A group of scientists at Switzerland’s ETH Zurich has created a thin and transparent coating that, when applied to glass and other clear surfaces, operates as an anti-fog barrier. Using nucleation thermodynamics and a handful of common manufacturing methods, the team of thermodynamics experts and surface nanoengineers created their own metamaterial, or a substance that’s been built to possess a property that doesn’t occur naturally. Metamaterials are frequently used in solar power management, optical filters, medical equipment, and other applications, and they often contain the not-so-secret ingredient used in ETH Zurich’s coating: gold.
The team’s anti-fog coating includes a nanoscopic gold layer, which is sandwiched between two layers of the insulator titanium oxide.

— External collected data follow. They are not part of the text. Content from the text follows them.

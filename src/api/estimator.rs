//! Position estimator
//!
//! Owns the beacon registry and the shared distance store. Updates only
//! mutate the store; positions are computed on ticks from an atomic
//! snapshot, so refinement never holds the store lock.

use crate::algorithms::{InitialGuessSolver, Refiner};
use crate::api::reporting::{EngineEvent, EventReporter};
use crate::api::ticker::Ticker;
use crate::core::{BeaconRegistry, Observation, PositionEstimate};
use crate::processing::{DistanceSnapshot, DistanceStore, SharedDistanceStore, UpdateMessage};
use crate::transport::DistanceUpdateSink;
use crate::utils::config::SolverConfig;
use crate::validation::{EngineError, EngineResult};
use std::future::Future;
use std::sync::Arc;
use tracing::{debug, error};

/// Whether a tick can attempt a computation
#[derive(Debug, Clone, Copy, PartialEq, Eq)]
pub enum EstimatorState {
    /// At least one beacon has never reported
    Idle,
    /// Every beacon has reported at least once
    Ready,
}

pub struct PositionEstimator {
    registry: Arc<BeaconRegistry>,
    store: SharedDistanceStore,
    seed_solver: InitialGuessSolver,
    refiner: Refiner,
    reporter: Arc<dyn EventReporter>,
}

impl PositionEstimator {
    pub fn new<R>(registry: BeaconRegistry, reporter: R) -> Self
    where
        R: EventReporter + 'static,
    {
        let store = SharedDistanceStore::new(DistanceStore::from_registry(&registry));
        Self {
            registry: Arc::new(registry),
            store,
            seed_solver: InitialGuessSolver::default(),
            refiner: Refiner::default(),
            reporter: Arc::new(reporter),
        }
    }

    pub fn with_solver_config(mut self, config: &SolverConfig) -> Self {
        self.seed_solver = config.initial_guess();
        self.refiner = config.refiner();
        self
    }

    pub fn with_refiner(mut self, refiner: Refiner) -> Self {
        self.refiner = refiner;
        self
    }

    pub fn with_seed_solver(mut self, seed_solver: InitialGuessSolver) -> Self {
        self.seed_solver = seed_solver;
        self
    }

    pub fn registry(&self) -> &BeaconRegistry {
        &self.registry
    }

    /// Handle to the shared store
    pub fn store(&self) -> &SharedDistanceStore {
        &self.store
    }

    pub fn state(&self) -> EstimatorState {
        if self.store.is_complete() {
            EstimatorState::Ready
        } else {
            EstimatorState::Idle
        }
    }

    /// Compute a position from the current readings without reporting it
    pub fn compute(&self) -> EngineResult<PositionEstimate> {
        estimate_from(&self.registry, &self.store.snapshot(), &self.seed_solver, &self.refiner)
    }

    /// Run one tick synchronously and report its outcome
    pub fn tick(&self) -> EngineResult<PositionEstimate> {
        let result = self.compute();
        self.publish(&result);
        result
    }

    /// Tick on every `ticker` period until `shutdown` resolves.
    ///
    /// Refinement runs on the blocking pool; a refinement still in flight
    /// when `shutdown` resolves is abandoned. Returns the number of ticks
    /// whose outcome was reported.
    pub async fn run_until<F>(&self, ticker: &mut Ticker, shutdown: F) -> u64
    where
        F: Future<Output = ()>,
    {
        tokio::pin!(shutdown);
        let mut ticks = 0;

        loop {
            tokio::select! {
                biased;
                _ = &mut shutdown => break,
                _ = ticker.tick() => {}
            }

            let snapshot = self.store.snapshot();
            if !snapshot.is_complete() {
                self.publish(&Err(EngineError::IncompleteData {
                    missing: snapshot.missing(),
                }));
                ticks += 1;
                continue;
            }

            let registry = Arc::clone(&self.registry);
            let seed_solver = self.seed_solver.clone();
            let refiner = self.refiner.clone();
            let job = tokio::task::spawn_blocking(move || {
                estimate_from(&registry, &snapshot, &seed_solver, &refiner)
            });

            let result = tokio::select! {
                biased;
                _ = &mut shutdown => {
                    debug!("shutdown during refinement; result discarded");
                    break;
                }
                joined = job => joined,
            };

            match result {
                Ok(result) => self.publish(&result),
                Err(e) => error!(error = %e, "refinement task failed"),
            }
            ticks += 1;
        }

        ticks
    }

    fn publish(&self, result: &EngineResult<PositionEstimate>) {
        let event = match result {
            Ok(estimate) => EngineEvent::Estimate(*estimate),
            Err(e) => EngineEvent::TickFailed(e.clone()),
        };
        self.reporter.report(&event);
    }

    fn reject(&self, message: String, error: &EngineError) {
        self.reporter.report(&EngineEvent::UpdateRejected {
            message,
            error: error.clone(),
        });
    }
}

impl DistanceUpdateSink for PositionEstimator {
    fn submit(&self, update: UpdateMessage) -> EngineResult<()> {
        match self.store.update(&update.beacon_id, update.distance) {
            Ok(()) => {
                debug!(beacon = %update.beacon_id, distance = update.distance, "distance updated");
                Ok(())
            }
            Err(e) => {
                self.reject(update.to_string(), &e);
                Err(e)
            }
        }
    }

    fn submit_message(&self, message: &str) -> EngineResult<()> {
        match UpdateMessage::parse(message) {
            Ok(update) => self.submit(update),
            Err(e) => {
                self.reject(message.to_string(), &e);
                Err(e)
            }
        }
    }
}

/// Seed from the first three beacons, then refine over all of them
fn estimate_from(
    registry: &BeaconRegistry,
    snapshot: &DistanceSnapshot,
    seed_solver: &InitialGuessSolver,
    refiner: &Refiner,
) -> EngineResult<PositionEstimate> {
    if !snapshot.is_complete() {
        return Err(EngineError::IncompleteData {
            missing: snapshot.missing(),
        });
    }

    let observations = snapshot
        .reported()
        .map(|(id, distance)| {
            registry
                .index_of(id)
                .map(|index| Observation::new(&registry.beacons()[index], distance))
                .ok_or_else(|| EngineError::UnknownBeacon { id: id.clone() })
        })
        .collect::<EngineResult<Vec<_>>>()?;

    let seed = seed_solver.seed(&observations)?;
    let refinement = refiner.refine(&observations, seed)?;
    debug!(
        seed_x = seed.x,
        seed_y = seed.y,
        iterations = refinement.iterations,
        stop_reason = ?refinement.stop_reason,
        "refinement finished"
    );
    Ok(refinement.estimate())
}

#[cfg(test)]
mod tests {
    use super::*;
    use crate::validation::Disposition;
    use approx::assert_abs_diff_eq;
    use parking_lot::Mutex;
    use std::time::Duration;

    type Events = Arc<Mutex<Vec<EngineEvent>>>;

    fn registry(beacons: &[(&str, f64, f64)]) -> BeaconRegistry {
        BeaconRegistry::load(beacons.iter().copied()).unwrap()
    }

    fn recording(registry: BeaconRegistry) -> (PositionEstimator, Events) {
        let events: Events = Arc::default();
        let sink = Arc::clone(&events);
        let estimator = PositionEstimator::new(registry, move |event: &EngineEvent| {
            sink.lock().push(event.clone())
        });
        (estimator, events)
    }

    fn square() -> BeaconRegistry {
        registry(&[("A", 0.0, 0.0), ("B", 10.0, 0.0), ("C", 0.0, 10.0)])
    }

    #[test]
    fn test_idle_until_every_beacon_reports() {
        let (estimator, events) = recording(square());
        assert_eq!(estimator.state(), EstimatorState::Idle);

        estimator.submit_message("A@5").unwrap();
        let err = estimator.tick().unwrap_err();
        assert_eq!(
            err,
            EngineError::IncompleteData {
                missing: vec!["B".into(), "C".into()]
            }
        );
        assert_eq!(err.disposition(), Disposition::RetryNextTick);
        assert_eq!(events.lock().len(), 1);

        estimator.submit_message("B@8.0622577").unwrap();
        estimator.submit_message("C@6.7082039").unwrap();
        assert_eq!(estimator.state(), EstimatorState::Ready);
    }

    #[test]
    fn test_tick_estimates_position() {
        let (estimator, events) = recording(square());
        estimator.submit(UpdateMessage::new("A", 5.0)).unwrap();
        estimator.submit(UpdateMessage::new("B", 65f64.sqrt())).unwrap();
        estimator.submit(UpdateMessage::new("C", 45f64.sqrt())).unwrap();

        let estimate = estimator.tick().unwrap();
        assert_abs_diff_eq!(estimate.x, 3.0, epsilon = 1e-6);
        assert_abs_diff_eq!(estimate.y, 4.0, epsilon = 1e-6);
        assert!(estimate.residual_norm < 1e-6);
        assert_eq!(events.lock().as_slice(), &[EngineEvent::Estimate(estimate)]);
        assert_eq!(estimator.state(), EstimatorState::Ready);
    }

    #[test]
    fn test_rejected_updates_are_reported() {
        let (estimator, events) = recording(square());
        estimator.submit_message("A@5").unwrap();

        assert!(estimator.submit_message("5").is_err());
        assert!(estimator.submit_message("Z@1").is_err());
        assert!(estimator.submit(UpdateMessage::new("A", f64::NAN)).is_err());

        assert_eq!(estimator.store().snapshot().get(&"A".into()), Some(5.0));
        let events = events.lock();
        assert_eq!(events.len(), 3);
        assert!(matches!(
            &events[0],
            EngineEvent::UpdateRejected { message, error: EngineError::InvalidMessage { .. } } if message == "5"
        ));
        assert!(matches!(
            &events[1],
            EngineEvent::UpdateRejected { error: EngineError::UnknownBeacon { .. }, .. }
        ));
        assert!(matches!(
            &events[2],
            EngineEvent::UpdateRejected { error: EngineError::InvalidDistance { .. }, .. }
        ));
    }

    #[test]
    fn test_degenerate_registry_retries() {
        let (estimator, events) = recording(registry(&[("A", 0.0, 0.0), ("B", 5.0, 0.0), ("C", 10.0, 0.0)]));
        for message in ["A@1", "B@4", "C@9"] {
            estimator.submit_message(message).unwrap();
        }

        for _ in 0..2 {
            let err = estimator.tick().unwrap_err();
            assert!(matches!(err, EngineError::DegenerateGeometry { .. }));
            assert_eq!(estimator.state(), EstimatorState::Ready);
        }
        assert_eq!(events.lock().len(), 2);
    }

    #[test]
    fn test_solver_config_enables_seed_fallback() {
        let beacons = [("A", 0.0, 0.0), ("B", 5.0, 0.0), ("C", 10.0, 0.0), ("D", 0.0, 10.0)];
        let messages = [
            "A@5".to_string(),
            format!("B@{}", 20f64.sqrt()),
            format!("C@{}", 65f64.sqrt()),
            format!("D@{}", 45f64.sqrt()),
        ];

        let (strict, _) = recording(registry(&beacons));
        let (lenient, _) = recording(registry(&beacons));
        let lenient = lenient.with_solver_config(&SolverConfig {
            seed_fallback: true,
            ..SolverConfig::default()
        });
        for message in &messages {
            strict.submit_message(message).unwrap();
            lenient.submit_message(message).unwrap();
        }

        assert!(matches!(strict.compute(), Err(EngineError::DegenerateGeometry { .. })));
        let estimate = lenient.compute().unwrap();
        assert_abs_diff_eq!(estimate.x, 3.0, epsilon = 1e-6);
        assert_abs_diff_eq!(estimate.y, 4.0, epsilon = 1e-6);
    }

    #[test]
    fn test_custom_solvers_are_used() {
        let beacons = [("A", 0.0, 0.0), ("B", 5.0, 0.0), ("C", 10.0, 0.0), ("D", 0.0, 10.0)];
        let messages = [
            "A@5".to_string(),
            format!("B@{}", 20f64.sqrt()),
            format!("C@{}", 65f64.sqrt()),
            format!("D@{}", 45f64.sqrt()),
        ];
        let (estimator, _) = recording(registry(&beacons));
        let estimator = estimator.with_seed_solver(InitialGuessSolver::new().with_fallback(true));
        for message in &messages {
            estimator.submit_message(message).unwrap();
        }

        let estimate = estimator.compute().unwrap();
        assert_abs_diff_eq!(estimate.position(), crate::core::Point2::new(3.0, 4.0), epsilon = 1e-6);

        // D now reads one unit long; the seed from A, B, D is no longer a minimum.
        estimator.submit_message(&format!("D@{}", 45f64.sqrt() + 1.0)).unwrap();
        let estimator = estimator.with_refiner(Refiner::new().with_max_iterations(0));
        assert_eq!(
            estimator.compute().unwrap_err().disposition(),
            Disposition::RetryNextTick
        );
        assert!(matches!(
            estimator.compute(),
            Err(EngineError::ConvergenceFailure { iterations: 0, .. })
        ));
    }

    #[tokio::test]
    async fn test_run_until_reports_each_tick() {
        let (estimator, events) = recording(square());
        let mut ticker = Ticker::new(Duration::from_millis(10));

        let ticks = estimator
            .run_until(&mut ticker, tokio::time::sleep(Duration::from_millis(55)))
            .await;
        assert!(ticks >= 2);
        assert_eq!(events.lock().len() as u64, ticks);
        assert!(events
            .lock()
            .iter()
            .all(|e| matches!(e, EngineEvent::TickFailed(EngineError::IncompleteData { .. }))));

        for message in ["A@5", "B@8.0622577483", "C@6.7082039325"] {
            estimator.submit_message(message).unwrap();
        }
        events.lock().clear();

        let ticks = estimator
            .run_until(&mut ticker, tokio::time::sleep(Duration::from_millis(55)))
            .await;
        assert!(ticks >= 1);
        let events = events.lock();
        assert!(events.iter().all(|e| match e {
            EngineEvent::Estimate(estimate) => {
                (estimate.x - 3.0).abs() < 0.01 && (estimate.y - 4.0).abs() < 0.01
            }
            _ => false,
        }));
    }

    #[tokio::test]
    async fn test_run_until_stops_immediately_on_shutdown() {
        let (estimator, events) = recording(square());
        let mut ticker = Ticker::new(Duration::from_secs(60));

        let ticks = estimator.run_until(&mut ticker, async {}).await;
        assert_eq!(ticks, 0);
        assert!(events.lock().is_empty());
    }
}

The clusters of gold in the middle barely touch each other, which allows them to absorb infrared solar radiation. This increases the coated material’s temperature by 8 degrees Celsius (46 degrees Fahrenheit). The heat is what prevents humidity-induced condensation from forming on the coated material.
In a paper published Monday in the journal Nature Nanotechnology, the scientists say their coating produces a four-fold improvement in fog prevention and a three-fold improvement in fog removal. Because the coating is transparent, it could be used on vehicular and residential windows, eyeglasses, and glass displays. It’s only 10 nanometers thick, too (or 0.01 percent as thick as a sheet of standard printer paper), meaning the coating won’t add bulk to applicable materials. In fact, most people wouldn’t find it noticeable at all, especially on tinted surfaces. The scientists note that the coating won’t heat up vehicles or glasses, either, since the gold layer only absorbs a small portion of the sun’s radiation.
The gold-based coating is categorized as a “passively heated surface coating”—a category that the ETH Zurich team has worked on for a few years. Since the iteration they first published in 2019, the coating has become thinner and more pliable, making it more practical in real-world applications. It also contains less gold than it originally did. Nonetheless, the scientists are moving toward testing different metals within the coating’s conductive layer in an effort to make their patent-pending product more affordable.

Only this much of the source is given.